— WHAT TO PRODUCE —
Where the string "StatusCode" appears in a line of the data, show that line.

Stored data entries
=== Begin Enclosure ===

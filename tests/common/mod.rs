//! Shared fixtures for the catalog SDK integration tests.
//!
//! `MockApi::start()` runs an in-process axum server that behaves like a
//! small json-server: a `products` and a `comments` collection, ids
//! assigned on create, `?productId=` filtering on comments. Setting
//! `fail_requests(true)` makes every route answer 500.

#![allow(dead_code)]

use std::collections::HashMap;
use std::future;
use std::sync::{Arc, Mutex};

use axum::extract::{Path, Query, State};
use axum::http::StatusCode;
use axum::routing::{get, put};
use axum::{Json, Router};
use chrono::NaiveDate;
use serde_json::{json, Value};

use catalog_sdk::{
    Catalog, CatalogError, FixedClock, NewProduct, Product, ProductId, ProductResource, Result,
    Size,
};

// ---------------------------------------------------------------------------
// Mock REST server
// ---------------------------------------------------------------------------

#[derive(Default)]
pub struct ApiState {
    pub products: Vec<Value>,
    pub comments: Vec<Value>,
    pub next_id: u64,
    pub failing: bool,
    pub requests: usize,
}

type Shared = Arc<Mutex<ApiState>>;

pub struct MockApi {
    pub base: String,
    state: Shared,
}

impl MockApi {
    pub async fn start(products: Vec<Value>, comments: Vec<Value>) -> MockApi {
        let next_id = products
            .iter()
            .chain(comments.iter())
            .filter_map(|v| v["id"].as_u64())
            .max()
            .unwrap_or(0)
            + 1;
        let state: Shared = Arc::new(Mutex::new(ApiState {
            products,
            comments,
            next_id,
            ..ApiState::default()
        }));

        let app = Router::new()
            .route("/products", get(list_products).post(create_product))
            .route("/products/{id}", put(update_product).delete(delete_product))
            .route("/comments", get(list_comments).post(create_comment))
            .with_state(state.clone());

        let listener = tokio::net::TcpListener::bind("127.0.0.1:0").await.unwrap();
        let addr = listener.local_addr().unwrap();
        tokio::spawn(async move {
            axum::serve(listener, app).await.unwrap();
        });

        MockApi {
            base: format!("http://{addr}"),
            state,
        }
    }

    pub async fn empty() -> MockApi {
        Self::start(Vec::new(), Vec::new()).await
    }

    pub fn products_url(&self) -> String {
        format!("{}/products", self.base)
    }

    pub fn comments_url(&self) -> String {
        format!("{}/comments", self.base)
    }

    /// A catalog pointed at this server, dating comments 14:05 on 2024-03-01.
    pub fn catalog(&self) -> Catalog {
        Catalog::builder()
            .products_url(self.products_url())
            .comments_url(self.comments_url())
            .clock(fixed_clock())
            .build()
            .unwrap()
    }

    pub fn fail_requests(&self, failing: bool) {
        self.state.lock().unwrap().failing = failing;
    }

    pub fn set_next_id(&self, id: u64) {
        self.state.lock().unwrap().next_id = id;
    }

    pub fn request_count(&self) -> usize {
        self.state.lock().unwrap().requests
    }

    pub fn server_products(&self) -> Vec<Value> {
        self.state.lock().unwrap().products.clone()
    }

    pub fn server_comments(&self) -> Vec<Value> {
        self.state.lock().unwrap().comments.clone()
    }
}

/// Count the request and bail out with 500 when failure injection is on.
fn enter(state: &Shared) -> std::result::Result<std::sync::MutexGuard<'_, ApiState>, StatusCode> {
    let mut guard = state.lock().unwrap();
    guard.requests += 1;
    if guard.failing {
        return Err(StatusCode::INTERNAL_SERVER_ERROR);
    }
    Ok(guard)
}

fn assign_id(api: &mut ApiState, mut body: Value) -> Value {
    body["id"] = json!(api.next_id);
    api.next_id += 1;
    body
}

type Reply = std::result::Result<Json<Value>, StatusCode>;

async fn list_products(State(state): State<Shared>) -> Reply {
    let api = enter(&state)?;
    Ok(Json(Value::Array(api.products.clone())))
}

async fn create_product(State(state): State<Shared>, Json(body): Json<Value>) -> Reply {
    let mut api = enter(&state)?;
    let created = assign_id(&mut api, body);
    api.products.push(created.clone());
    Ok(Json(created))
}

/// Replaces the stored product when present and echoes the body either way.
async fn update_product(
    State(state): State<Shared>,
    Path(id): Path<u64>,
    Json(mut body): Json<Value>,
) -> Reply {
    let mut api = enter(&state)?;
    body["id"] = json!(id);
    if let Some(slot) = api.products.iter_mut().find(|p| p["id"] == json!(id)) {
        *slot = body.clone();
    }
    Ok(Json(body))
}

async fn delete_product(State(state): State<Shared>, Path(id): Path<u64>) -> Reply {
    let mut api = enter(&state)?;
    api.products.retain(|p| p["id"] != json!(id));
    Ok(Json(json!({})))
}

async fn list_comments(
    State(state): State<Shared>,
    Query(params): Query<HashMap<String, String>>,
) -> Reply {
    let api = enter(&state)?;
    let wanted = params.get("productId").and_then(|v| v.parse::<u64>().ok());
    let comments = api
        .comments
        .iter()
        .filter(|c| wanted.map_or(true, |pid| c["productId"] == json!(pid)))
        .cloned()
        .collect();
    Ok(Json(Value::Array(comments)))
}

async fn create_comment(State(state): State<Shared>, Json(body): Json<Value>) -> Reply {
    let mut api = enter(&state)?;
    let created = assign_id(&mut api, body);
    api.comments.push(created.clone());
    Ok(Json(created))
}

// ---------------------------------------------------------------------------
// Fixtures
// ---------------------------------------------------------------------------

pub fn fixed_clock() -> FixedClock {
    FixedClock(
        NaiveDate::from_ymd_opt(2024, 3, 1)
            .unwrap()
            .and_hms_opt(14, 5, 0)
            .unwrap(),
    )
}

pub fn product_json(id: u64, name: &str, count: u32) -> Value {
    json!({
        "id": id,
        "imageUrl": format!("https://img.example.com/{id}.png"),
        "name": name,
        "count": count,
        "size": { "width": 200, "height": 200 },
        "weight": "200g"
    })
}

pub fn comment_json(id: u64, product_id: u64, description: &str) -> Value {
    json!({
        "id": id,
        "productId": product_id,
        "description": description,
        "date": "09:30 15.02.2024"
    })
}

pub fn product(id: ProductId, name: &str, count: u32) -> Product {
    serde_json::from_value(product_json(id, name, count)).unwrap()
}

pub fn draft(name: &str, count: u32) -> NewProduct {
    NewProduct {
        image_url: "https://img.example.com/new.png".into(),
        name: name.into(),
        count,
        size: Size {
            width: 10.0,
            height: 20.0,
        },
        weight: "1kg".into(),
    }
}

/// Base URL of a port that was just released, so connections are refused.
pub async fn unreachable_base() -> String {
    let listener = tokio::net::TcpListener::bind("127.0.0.1:0").await.unwrap();
    let addr = listener.local_addr().unwrap();
    drop(listener);
    format!("http://{addr}")
}

// ---------------------------------------------------------------------------
// HangingProducts — reads and writes never complete, deletes fail blankly
// ---------------------------------------------------------------------------

pub struct HangingProducts;

impl ProductResource for HangingProducts {
    async fn list(&self) -> Result<Vec<Product>> {
        future::pending().await
    }

    async fn create(&self, _draft: &NewProduct) -> Result<Product> {
        future::pending().await
    }

    async fn update(&self, _product: &Product) -> Result<Product> {
        future::pending().await
    }

    async fn delete(&self, _id: ProductId) -> Result<()> {
        Err(CatalogError::Status {
            status: 500,
            message: String::new(),
        })
    }
}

=== End Enclosure ===

— ANSWER BOX —
use axum::http::StatusCode;
fn enter(state: &Shared) -> std::result::Result<std::sync::MutexGuard<'_, ApiState>, StatusCode> {
        return Err(StatusCode::INTERNAL_SERVER_ERROR);
type Reply = std::result::Result<Json<Value>, StatusCode>;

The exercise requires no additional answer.